(DATA LISTING)

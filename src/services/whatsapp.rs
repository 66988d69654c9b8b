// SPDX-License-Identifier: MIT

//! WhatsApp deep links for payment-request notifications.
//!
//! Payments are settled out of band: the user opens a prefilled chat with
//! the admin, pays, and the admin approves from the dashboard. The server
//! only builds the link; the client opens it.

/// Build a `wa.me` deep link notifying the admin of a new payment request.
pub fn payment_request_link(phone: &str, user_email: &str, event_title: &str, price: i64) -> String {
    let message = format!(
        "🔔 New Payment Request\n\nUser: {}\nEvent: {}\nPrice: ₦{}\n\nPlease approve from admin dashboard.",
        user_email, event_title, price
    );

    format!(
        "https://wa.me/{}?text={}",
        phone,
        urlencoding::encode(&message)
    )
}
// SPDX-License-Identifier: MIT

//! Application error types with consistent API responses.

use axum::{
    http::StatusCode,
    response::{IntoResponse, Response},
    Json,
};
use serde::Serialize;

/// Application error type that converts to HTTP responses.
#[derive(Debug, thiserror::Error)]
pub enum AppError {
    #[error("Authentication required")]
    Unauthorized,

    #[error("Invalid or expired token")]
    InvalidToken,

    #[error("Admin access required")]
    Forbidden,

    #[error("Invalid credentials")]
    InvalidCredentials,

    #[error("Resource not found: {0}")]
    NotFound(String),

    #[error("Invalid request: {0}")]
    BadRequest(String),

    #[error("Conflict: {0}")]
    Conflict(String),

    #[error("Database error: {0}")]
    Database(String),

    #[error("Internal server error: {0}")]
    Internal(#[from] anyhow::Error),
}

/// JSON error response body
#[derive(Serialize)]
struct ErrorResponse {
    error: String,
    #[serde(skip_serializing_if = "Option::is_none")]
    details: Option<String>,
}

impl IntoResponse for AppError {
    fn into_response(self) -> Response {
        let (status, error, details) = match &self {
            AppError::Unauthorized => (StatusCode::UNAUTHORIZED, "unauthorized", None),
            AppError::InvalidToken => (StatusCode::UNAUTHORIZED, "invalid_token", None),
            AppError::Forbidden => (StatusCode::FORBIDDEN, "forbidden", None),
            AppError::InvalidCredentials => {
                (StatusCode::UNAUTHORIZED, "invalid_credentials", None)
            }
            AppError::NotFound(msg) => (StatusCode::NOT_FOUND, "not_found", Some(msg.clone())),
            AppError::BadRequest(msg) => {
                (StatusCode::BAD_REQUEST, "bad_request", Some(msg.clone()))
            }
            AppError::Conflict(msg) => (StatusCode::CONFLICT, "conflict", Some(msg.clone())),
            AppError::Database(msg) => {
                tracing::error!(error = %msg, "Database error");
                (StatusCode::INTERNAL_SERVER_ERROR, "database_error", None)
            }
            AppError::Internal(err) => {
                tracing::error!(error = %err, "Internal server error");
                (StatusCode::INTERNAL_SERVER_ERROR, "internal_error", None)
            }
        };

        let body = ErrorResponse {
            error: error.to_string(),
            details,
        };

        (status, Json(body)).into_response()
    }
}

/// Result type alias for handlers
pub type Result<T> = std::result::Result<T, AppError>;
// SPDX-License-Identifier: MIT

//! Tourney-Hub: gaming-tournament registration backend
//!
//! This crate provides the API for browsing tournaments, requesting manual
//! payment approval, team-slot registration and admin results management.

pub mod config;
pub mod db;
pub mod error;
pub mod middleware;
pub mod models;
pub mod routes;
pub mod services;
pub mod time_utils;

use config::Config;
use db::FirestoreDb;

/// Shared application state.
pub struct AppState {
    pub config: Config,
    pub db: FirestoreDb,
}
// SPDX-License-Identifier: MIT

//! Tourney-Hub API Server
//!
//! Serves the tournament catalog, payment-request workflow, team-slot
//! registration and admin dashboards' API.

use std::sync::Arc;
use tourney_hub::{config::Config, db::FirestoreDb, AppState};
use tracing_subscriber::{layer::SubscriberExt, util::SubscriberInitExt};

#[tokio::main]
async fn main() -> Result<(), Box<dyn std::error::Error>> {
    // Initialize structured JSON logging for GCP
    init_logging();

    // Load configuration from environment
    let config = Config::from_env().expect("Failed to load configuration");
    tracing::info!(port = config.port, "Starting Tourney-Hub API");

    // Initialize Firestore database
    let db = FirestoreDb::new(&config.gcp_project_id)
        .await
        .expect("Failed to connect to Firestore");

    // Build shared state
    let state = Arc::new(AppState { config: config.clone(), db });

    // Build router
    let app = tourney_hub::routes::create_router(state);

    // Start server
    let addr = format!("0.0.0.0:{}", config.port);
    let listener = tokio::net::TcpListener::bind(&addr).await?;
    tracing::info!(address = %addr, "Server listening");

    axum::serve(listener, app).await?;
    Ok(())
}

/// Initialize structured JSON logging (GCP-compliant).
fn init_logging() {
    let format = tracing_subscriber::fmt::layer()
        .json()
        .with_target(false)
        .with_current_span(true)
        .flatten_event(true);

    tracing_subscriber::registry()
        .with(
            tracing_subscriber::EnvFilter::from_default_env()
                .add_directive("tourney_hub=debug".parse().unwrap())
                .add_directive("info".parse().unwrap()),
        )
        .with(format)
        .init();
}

(End DATA LISTING)

__REQUIRED ACTION__
All entries are to be repeated exactly and completely.

__RESULT OF THE TASK__
filename src/services/whatsapp.rs
repository 66988d69654c9b8b
// SPDX-License-Identifier: MIT

//! WhatsApp deep links for payment-request notifications.
//!
//! Payments are settled out of band: the user opens a prefilled chat with
//! the admin, pays, and the admin approves from the dashboard. The server
//! only builds the link; the client opens it.

/// Build a `wa.me` deep link notifying the admin of a new payment request.
pub fn payment_request_link(phone: &str, user_email: &str, event_title: &str, price: i64) -> String {
    let message = format!(
        "🔔 New Payment Request\n\nUser: {}\nEvent: {}\nPrice: ₦{}\n\nPlease approve from admin dashboard.",
        user_email, event_title, price
    );

    format!(
        "https://wa.me/{}?text={}",
        phone,
        urlencoding::encode(&message)
    )
}
// SPDX-License-Identifier: MIT

//! Application error types with consistent API responses.

use axum::{
    http::StatusCode,
    response::{IntoResponse, Response},
    Json,
};
use serde::Serialize;

/// Application error type that converts to HTTP responses.
#[derive(Debug, thiserror::Error)]
pub enum AppError {
    #[error("Authentication required")]
    Unauthorized,

    #[error("Invalid or expired token")]
    InvalidToken,

    #[error("Admin access required")]
    Forbidden,

    #[error("Invalid credentials")]
    InvalidCredentials,

    #[error("Resource not found: {0}")]
    NotFound(String),

    #[error("Invalid request: {0}")]
    BadRequest(String),

    #[error("Conflict: {0}")]
    Conflict(String),

    #[error("Database error: {0}")]
    Database(String),

    #[error("Internal server error: {0}")]
    Internal(#[from] anyhow::Error),
}

/// JSON error response body
#[derive(Serialize)]
struct ErrorResponse {
    error: String,
    #[serde(skip_serializing_if = "Option::is_none")]
    details: Option<String>,
}

impl IntoResponse for AppError {
    fn into_response(self) -> Response {
        let (status, error, details) = match &self {
            AppError::Unauthorized => (StatusCode::UNAUTHORIZED, "unauthorized", None),
            AppError::InvalidToken => (StatusCode::UNAUTHORIZED, "invalid_token", None),
            AppError::Forbidden => (StatusCode::FORBIDDEN, "forbidden", None),
            AppError::InvalidCredentials => {
                (StatusCode::UNAUTHORIZED, "invalid_credentials", None)
            }
            AppError::NotFound(msg) => (StatusCode::NOT_FOUND, "not_found", Some(msg.clone())),
            AppError::BadRequest(msg) => {
                (StatusCode::BAD_REQUEST, "bad_request", Some(msg.clone()))
            }
            AppError::Conflict(msg) => (StatusCode::CONFLICT, "conflict", Some(msg.clone())),
            AppError::Database(msg) => {
                tracing::error!(error = %msg, "Database error");
                (StatusCode::INTERNAL_SERVER_ERROR, "database_error", None)
            }
            AppError::Internal(err) => {
                tracing::error!(error = %err, "Internal server error");
                (StatusCode::INTERNAL_SERVER_ERROR, "internal_error", None)
            }
        };

        let body = ErrorResponse {
            error: error.to_string(),
            details,
        };

        (status, Json(body)).into_response()
    }
}

/// Result type alias for handlers
pub type Result<T> = std::result::Result<T, AppError>;
// SPDX-License-Identifier: MIT

//! Tourney-Hub: gaming-tournament registration backend
//!
//! This crate provides the API for browsing tournaments, requesting manual
//! payment approval, team-slot registration and admin results management.

pub mod config;
pub mod db;
pub mod error;
pub mod middleware;
pub mod models;
pub mod routes;
pub mod services;
pub mod time_utils;

use config::Config;
use db::FirestoreDb;

/// Shared application state.
pub struct AppState {
    pub config: Config,
    pub db: FirestoreDb,
}
// SPDX-License-Identifier: MIT

//! Tourney-Hub API Server
//!
//! Serves the tournament catalog, payment-request workflow, team-slot
//! registration and admin dashboards' API.

use std::sync::Arc;
use tourney_hub::{config::Config, db::FirestoreDb, AppState};
use tracing_subscriber::{layer::SubscriberExt, util::SubscriberInitExt};

#[tokio::main]
async fn main() -> Result<(), Box<dyn std::error::Error>> {
    // Initialize structured JSON logging for GCP
    init_logging();

    // Load configuration from environment
    let config = Config::from_env().expect("Failed to load configuration");
    tracing::info!(port = config.port, "Starting Tourney-Hub API");

    // Initialize Firestore database
    let db = FirestoreDb::new(&config.gcp_project_id)
        .await
        .expect("Failed to connect to Firestore");

    // Build shared state
    let state = Arc::new(AppState { config: config.clone(), db });

    // Build router
    let app = tourney_hub::routes::create_router(state);

    // Start server
    let addr = format!("0.0.0.0:{}", config.port);
    let listener = tokio::net::TcpListener::bind(&addr).await?;
    tracing::info!(address = %addr, "Server listening");

    axum::serve(listener, app).await?;
    Ok(())
}

/// Initialize structured JSON logging (GCP-compliant).
fn init_logging() {
    let format = tracing_subscriber::fmt::layer()
        .json()
        .with_target(false)
        .with_current_span(true)
        .flatten_event(true);

    tracing_subscriber::registry()
        .with(
            tracing_subscriber::EnvFilter::from_default_env()
                .add_directive("tourney_hub=debug".parse().unwrap())
                .add_directive("info".parse().unwrap()),
        )
        .with(format)
        .init();
}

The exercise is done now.